* [ASSIGNMENT]: Your answer should be every line of the entries that has the string "insert" in it.

**** MATERIAL FOR THE TASK

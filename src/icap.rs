//! ICAP host-framework contract.
//!
//! The ICAP server itself (listener, parser, preview negotiation, chunked
//! transfer) is an external collaborator. This module defines the callback
//! surface it drives: per-request data lifecycle, the preview and
//! end-of-data verdicts, and the body I/O exchange.
//!
//! Contract notes for host adapters:
//! - Every body byte, preview included, is delivered through
//!   [`IcapService::service_io`]. `check_preview` exists for early verdicts
//!   (e.g. bodyless requests), not for accumulation.
//! - Per-request data is owned by the thread currently servicing the
//!   request; the host may move a request between threads across callback
//!   invocations but never runs two callbacks for one request concurrently.
//! - Dropping the `Data` value is the release point for all per-request
//!   resources.

use std::io;

/// Which ICAP vector a service registers for.
#[derive(Debug, Clone, Copy, PartialEq, Eq)]
pub enum IcapVector {
    Reqmod,
    Respmod,
}

/// Verdict from the preview callback.
#[derive(Debug, Clone, Copy, PartialEq, Eq)]
pub enum PreviewVerdict {
    /// Keep streaming the body; the service decides at end-of-data.
    Continue,
    /// Unmodified; the host answers 204 without transferring the body.
    Allow204,
}

/// Verdict from the end-of-data callback.
#[derive(Debug, Clone, Copy, PartialEq, Eq)]
pub enum ModVerdict {
    /// The service produced (or passes through) a body via `service_io`.
    Done,
    /// Unmodified; the host answers 204.
    Allow204,
}

/// Result of the write half of a `service_io` exchange.
#[derive(Debug, Clone, Copy, PartialEq, Eq)]
pub enum WriteOutcome {
    /// No verdict yet; the host should keep feeding body data.
    NotReady,
    /// `n` bytes were placed in the write buffer.
    Data(usize),
    /// The outbound body is complete.
    Eof,
}

#[derive(Debug, thiserror::Error)]
pub enum IcapError {
    #[error("body passthrough I/O failed: {0}")]
    Io(#[from] io::Error),
}

/// Case-insensitive HTTP header view, as handed over by the host.
#[derive(Debug, Clone, Default)]
pub struct HeaderMap {
    entries: Vec<(String, String)>,
}

impl HeaderMap {
    pub fn new() -> Self {
        Self::default()
    }

    pub fn from_pairs<I, K, V>(pairs: I) -> Self
    where
        I: IntoIterator<Item = (K, V)>,
        K: Into<String>,
        V: Into<String>,
    {
        Self {
            entries: pairs
                .into_iter()
                .map(|(k, v)| (k.into(), v.into()))
                .collect(),
        }
    }

    pub fn insert(&mut self, name: impl Into<String>, value: impl Into<String>) {
        self.entries.push((name.into(), value.into()));
    }

    /// First value for `name`, matched case-insensitively.
    pub fn get(&self, name: &str) -> Option<&str> {
        self.entries
            .iter()
            .find(|(k, _)| k.eq_ignore_ascii_case(name))
            .map(|(_, v)| v.as_str())
    }
}

/// An HTTP response synthesized by a service in place of the original
/// message. The host serializes it ahead of the error body streamed out
/// through `service_io`.
#[derive(Debug, Clone)]
pub struct SynthesizedResponse {
    pub status_line: String,
    pub headers: Vec<(String, String)>,
}

impl SynthesizedResponse {
    pub fn new(status_line: impl Into<String>) -> Self {
        Self {
            status_line: status_line.into(),
            headers: Vec::new(),
        }
    }

    pub fn header(mut self, name: impl Into<String>, value: impl Into<String>) -> Self {
        self.headers.push((name.into(), value.into()));
        self
    }

    pub fn get_header(&self, name: &str) -> Option<&str> {
        self.headers
            .iter()
            .find(|(k, _)| k.eq_ignore_ascii_case(name))
            .map(|(_, v)| v.as_str())
    }
}

/// The host's per-request view handed to every callback.
#[derive(Debug, Clone)]
pub struct IcapRequest {
    /// Headers of the encapsulated HTTP request.
    pub request_headers: HeaderMap,
    /// Headers of the encapsulated HTTP response (RESPMOD only).
    pub response_headers: Option<HeaderMap>,
    /// Whether an encapsulated body follows.
    pub has_body: bool,
    /// Filled by the service when it replaces the message outright.
    pub synthesized: Option<SynthesizedResponse>,
}

impl IcapRequest {
    pub fn reqmod(request_headers: HeaderMap, has_body: bool) -> Self {
        Self {
            request_headers,
            response_headers: None,
            has_body,
            synthesized: None,
        }
    }

    pub fn respmod(request_headers: HeaderMap, response_headers: HeaderMap) -> Self {
        Self {
            request_headers,
            response_headers: Some(response_headers),
            has_body: true,
            synthesized: None,
        }
    }
}

/// The callback contract an inspection service implements.
///
/// Service construction plays the role of `init_service` (fallible, runs
/// once); dropping the service is `close_service`.
pub trait IcapService: Send + Sync {
    /// Per-request state, created fresh for every request.
    type Data: Send;

    fn name(&self) -> &'static str;

    fn vector(&self) -> IcapVector;

    fn init_request_data(&self, req: &IcapRequest) -> Self::Data;

    fn check_preview(
        &self,
        data: &mut Self::Data,
        req: &mut IcapRequest,
        preview: &[u8],
    ) -> PreviewVerdict;

    fn end_of_data(&self, data: &mut Self::Data, req: &mut IcapRequest) -> ModVerdict;

    /// Exchange body data. `rbuf` carries inbound bytes when present,
    /// `eof` marks the end of the inbound stream, and `wbuf` (when
    /// present) receives outbound bytes per the returned [`WriteOutcome`].
    fn service_io(
        &self,
        data: &mut Self::Data,
        rbuf: Option<&[u8]>,
        wbuf: Option<&mut [u8]>,
        eof: bool,
    ) -> Result<WriteOutcome, IcapError>;
}

// ── Tests ───────────────────────────────────────────────────────

#[cfg(test)]
mod tests {
    use super::*;

    #[test]
    fn test_header_lookup_is_case_insensitive() {
        let headers = HeaderMap::from_pairs([("Host", "api.telegram.org")]);
        assert_eq!(headers.get("host"), Some("api.telegram.org"));
        assert_eq!(headers.get("HOST"), Some("api.telegram.org"));
        assert_eq!(headers.get("Content-Type"), None);
    }

    #[test]
    fn test_header_first_value_wins() {
        let mut headers = HeaderMap::new();
        headers.insert("X-Test", "one");
        headers.insert("x-test", "two");
        assert_eq!(headers.get("X-Test"), Some("one"));
    }

    #[test]
    fn test_synthesized_response_builder() {
        let resp = SynthesizedResponse::new("HTTP/1.1 403 Forbidden")
            .header("X-polis-Block", "true")
            .header("Content-Type", "text/html");
        assert_eq!(resp.get_header("x-polis-block"), Some("true"));
        assert_eq!(resp.headers.len(), 2);
    }
}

********

* [WRITTEN RESPONSE]:
    pub fn insert(&mut self, name: impl Into<String>, value: impl Into<String>) {
        headers.insert("X-Test", "one");
        headers.insert("x-test", "two");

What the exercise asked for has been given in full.